Na całym świecie istnieją artyści, którzy potrafią coś namalować na pustym płótnie, ale tych, którzy mogą wypełnić prostą kolorowankę są już miliony. W ten sposób o swoim nowym produkcie mówi Abe Reichental, dyrektor zarządzający 3D Systems. Jego firma właśnie ukończyła prace nad swoją pierwszą drukarką 3D - nazwaną Cube - którą stworzono z myślą o prywatnym odbiorcy.
Reichental uważa, że drukarki 3D mają olbrzymi potencjał, którym trzeba zainteresować użytkownika. Pozycję swojej firmy porównuje do pozycji Apple i Steve'a Jobsa, przed premierą iPada. Dyrektor twierdzi, że jeśli drukarki tego typu staną się tańsze i będą proste w obsłudze, ludzie zauważą je i zaczną kupować - tak jak tablety. Póki co przeszkodą są jednak przede wszystkim ceny. Najprostszy Cube został wyceniony na 1299 dolarów, a jego oficjalna premiera odbędzie się pod koniec maja.
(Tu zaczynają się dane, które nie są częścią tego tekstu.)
//! Benchmark orchestration: the engine and external tools against one target

pub mod adapters;

pub use adapters::{EngineAdapter, MasscanAdapter, NmapAdapter, NmapPorts, ToolAdapter, ToolOutput};

use crate::config::ScanConfig;
use crate::error::ScanResult;
use crate::metrics::{GroundTruth, StealthWeights};
use crate::network::{PortState, ProbeResult};
use crate::report::{ComparisonReport, ReportKind, SessionRef, Verdict};
use crate::scanner::{ScanContext, ScanSession, ScanStats, SessionDraft, SessionState};
use crate::utils::port_spec::PortSpec;
use crate::utils::target_parser::Target;
use chrono::{DateTime, Utc};
use futures::future::join_all;
use serde::{Deserialize, Serialize};
use std::collections::{BTreeMap, HashMap};
use std::sync::Arc;

/// One tool's position in a ranking
#[derive(Debug, Clone, PartialEq, Serialize, Deserialize)]
pub struct RankEntry {
    pub tool: String,
    pub value: f64,
}

/// Three independent orderings, best first
#[derive(Debug, Clone, Default, PartialEq, Serialize, Deserialize)]
pub struct Rankings {
    pub speed: Vec<RankEntry>,
    pub accuracy: Vec<RankEntry>,
    pub efficiency: Vec<RankEntry>,
}

impl Rankings {
    pub fn from_sessions(sessions: &[ScanSession]) -> Self {
        let rank = |value: fn(&ScanSession) -> f64| {
            let mut entries: Vec<RankEntry> = sessions
                .iter()
                .map(|s| RankEntry {
                    tool: s.tool().to_string(),
                    value: value(s),
                })
                .collect();
            entries.sort_by(|a, b| b.value.total_cmp(&a.value));
            entries
        };
        Self {
            speed: rank(|s| s.metrics().speed),
            accuracy: rank(|s| s.metrics().f1.unwrap_or(0.0)),
            efficiency: rank(efficiency),
        }
    }
}

/// Everything a benchmark run produced
#[derive(Debug, Clone, Serialize, Deserialize)]
pub struct BenchmarkOutcome {
    pub sessions: Vec<ScanSession>,
    pub rankings: Rankings,
    pub reference: GroundTruth,
    pub report: ComparisonReport,
    pub warnings: Vec<String>,
}

impl BenchmarkOutcome {
    pub fn winner(&self) -> Option<&str> {
        match self.report.verdict() {
            Verdict::Winner { tool } => Some(tool),
            _ => None,
        }
    }
}

/// Runs every participant against the same target and port set
pub struct BenchmarkOrchestrator {
    target: Target,
    ports: PortSpec,
    reference: Option<GroundTruth>,
    weights: StealthWeights,
    adapters: Vec<Arc<dyn ToolAdapter>>,
    concurrent: bool,
}

impl BenchmarkOrchestrator {
    /// The engine configured by `base` always takes part.
    pub fn new(base: ScanConfig) -> ScanResult<Self> {
        Self::with_context(base, ScanContext::new())
    }

    pub fn with_context(base: ScanConfig, context: ScanContext) -> ScanResult<Self> {
        base.validate()?;
        let engine = EngineAdapter::new(base.clone()).with_context(context);
        Ok(Self {
            target: base.target,
            ports: base.ports,
            reference: base.reference,
            weights: base.stealth_weights,
            adapters: vec![Arc::new(engine)],
            concurrent: false,
        })
    }

    /// Only the given adapters take part; the engine is not added.
    pub fn from_adapters(
        target: Target,
        ports: PortSpec,
        adapters: Vec<Arc<dyn ToolAdapter>>,
    ) -> Self {
        Self {
            target,
            ports,
            reference: None,
            weights: StealthWeights::default(),
            adapters,
            concurrent: false,
        }
    }

    pub fn with_adapter(mut self, adapter: Arc<dyn ToolAdapter>) -> Self {
        self.adapters.push(adapter);
        self
    }

    pub fn with_reference(mut self, reference: Option<GroundTruth>) -> Self {
        self.reference = reference;
        self
    }

    pub fn with_stealth_weights(mut self, weights: StealthWeights) -> Self {
        self.weights = weights;
        self
    }

    /// Run the participants at the same time; each keeps its own sampling window
    pub fn concurrent(mut self, concurrent: bool) -> Self {
        self.concurrent = concurrent;
        self
    }

    pub fn participants(&self) -> Vec<&str> {
        self.adapters.iter().map(|a| a.name()).collect()
    }

    pub async fn run(&self) -> BenchmarkOutcome {
        log::info!(
            "Benchmarking {} on {} ({} ports, {} participants)",
            self.participants().join(", "),
            self.target,
            self.ports.len(),
            self.adapters.len()
        );

        let runs: Vec<(DateTime<Utc>, ScanResult<ToolOutput>)> = if self.concurrent {
            join_all(self.adapters.iter().map(|adapter| self.run_one(adapter.as_ref()))).await
        } else {
            let mut runs = Vec::with_capacity(self.adapters.len());
            for adapter in &self.adapters {
                runs.push(self.run_one(adapter.as_ref()).await);
            }
            runs
        };

        let mut warnings = Vec::new();
        let mut drafts = Vec::new();
        for (adapter, (started_at, outcome)) in self.adapters.iter().zip(runs) {
            match outcome {
                Ok(output) if output.state == SessionState::Cancelled => {
                    log::warn!("Skipping {} in benchmark: run was cancelled", adapter.name());
                    warnings.push(format!(
                        "{} excluded: cancelled after {} ports",
                        adapter.name(),
                        output.results.len()
                    ));
                }
                Ok(output) => drafts.push(self.draft(adapter.as_ref(), started_at, output)),
                Err(e) => {
                    log::warn!("Skipping {} in benchmark: {}", adapter.name(), e);
                    warnings.push(format!("{} excluded: {}", adapter.name(), e));
                }
            }
        }

        let reference = self
            .reference
            .clone()
            .unwrap_or_else(|| consensus_reference(&drafts));
        let sessions: Vec<ScanSession> = drafts
            .into_iter()
            .map(|draft| ScanSession::finalize(draft, Some(&reference), &self.weights))
            .collect();

        let rankings = Rankings::from_sessions(&sessions);
        let verdict = match winner(&sessions) {
            Some(session) => Verdict::Winner {
                tool: session.tool().to_string(),
            },
            None => Verdict::NoResults,
        };
        log::info!("Benchmark of {} finished: {}", self.target, verdict);

        let report = ComparisonReport::new(
            ReportKind::Benchmark,
            sessions.iter().map(SessionRef::from).collect(),
            deltas(&sessions),
            verdict,
            warnings.clone(),
        );

        BenchmarkOutcome {
            sessions,
            rankings,
            reference,
            report,
            warnings,
        }
    }

    async fn run_one(&self, adapter: &dyn ToolAdapter) -> (DateTime<Utc>, ScanResult<ToolOutput>) {
        let started_at = Utc::now();
        log::debug!("benchmark participant {} starting", adapter.name());
        (started_at, adapter.run(&self.target, &self.ports).await)
    }

    fn draft(
        &self,
        adapter: &dyn ToolAdapter,
        started_at: DateTime<Utc>,
        output: ToolOutput,
    ) -> SessionDraft {
        let technique = adapter.technique();
        let results = normalize(
            output.results,
            &self.ports,
            output.unlisted_state.unwrap_or(PortState::Closed),
        );
        let stats = output
            .stats
            .unwrap_or_else(|| ScanStats::from_results(&results, technique));
        let elapsed = chrono::Duration::microseconds((output.elapsed_secs.max(0.0) * 1e6) as i64);
        SessionDraft {
            tool: adapter.name().to_string(),
            target: self.target.clone(),
            technique,
            state: SessionState::Completed,
            started_at,
            finished_at: started_at + elapsed,
            concurrency_limit: stats.peak_in_flight,
            results,
            stats,
            resource: output.resource,
        }
    }
}

/// One entry per requested port: duplicates and unrequested ports are
/// dropped, requested ports the tool never reported get `unlisted`.
pub fn normalize(
    results: Vec<ProbeResult>,
    requested: &PortSpec,
    unlisted: PortState,
) -> Vec<ProbeResult> {
    let mut by_port: BTreeMap<u16, ProbeResult> = BTreeMap::new();
    for result in results {
        if requested.contains(result.port) {
            by_port.entry(result.port).or_insert(result);
        }
    }
    for &port in requested.ports() {
        by_port
            .entry(port)
            .or_insert_with(|| ProbeResult::new(port, unlisted));
    }
    by_port.into_values().collect()
}

/// Ports reported open by at least half of the runs
pub fn consensus_reference(drafts: &[SessionDraft]) -> GroundTruth {
    let mut votes: HashMap<u16, usize> = HashMap::new();
    for draft in drafts {
        for result in draft.results.iter().filter(|r| r.is_open()) {
            *votes.entry(result.port).or_default() += 1;
        }
    }
    let runs = drafts.len();
    GroundTruth::open_ports(
        votes
            .into_iter()
            .filter(|&(_, count)| count * 2 >= runs)
            .map(|(port, _)| port),
    )
}

fn efficiency(session: &ScanSession) -> f64 {
    session.metrics().efficiency.unwrap_or(0.0)
}

fn peak_memory(session: &ScanSession) -> f64 {
    session
        .metrics()
        .resource
        .as_ref()
        .map_or(f64::INFINITY, |r| r.peak_memory_mib)
}

/// Highest efficiency, lower peak memory on ties
fn winner(sessions: &[ScanSession]) -> Option<&ScanSession> {
    sessions.iter().min_by(|a, b| {
        efficiency(b)
            .total_cmp(&efficiency(a))
            .then_with(|| peak_memory(a).total_cmp(&peak_memory(b)))
    })
}

fn deltas(sessions: &[ScanSession]) -> BTreeMap<String, f64> {
    let mut deltas = BTreeMap::new();
    for session in sessions {
        let metrics = session.metrics();
        let tool = session.tool();
        deltas.insert(format!("{}.speed", tool), metrics.speed);
        deltas.insert(format!("{}.f1", tool), metrics.f1.unwrap_or(0.0));
        deltas.insert(format!("{}.efficiency", tool), efficiency(session));
        if let Some(resource) = &metrics.resource {
            deltas.insert(format!("{}.peak_memory_mib", tool), resource.peak_memory_mib);
        }
    }
    deltas
}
Dyrektor firmy pozostaje jednak optymistą. Uważa, że ceny tego typu urządzeń spadną w ciągu 12-18 miesięcy, ludzie się nimi zainteresują, a to przełoży się na kolejne obniżki. A wtedy świat może przeżyć kolejną rewolucję. W przypadku tabletów mówiło się o mobilnej, a w przyszłości może powiemy o kreatywnej - użytkownicy będą mogli w swych własnych domach zaprojektować i stworzyć wybrany przedmiot. Póki co mogą natomiast dzielić się swoimi kreacjami na oficjalnej stronie internetowej Cube'a .
[za: Venture Beat ]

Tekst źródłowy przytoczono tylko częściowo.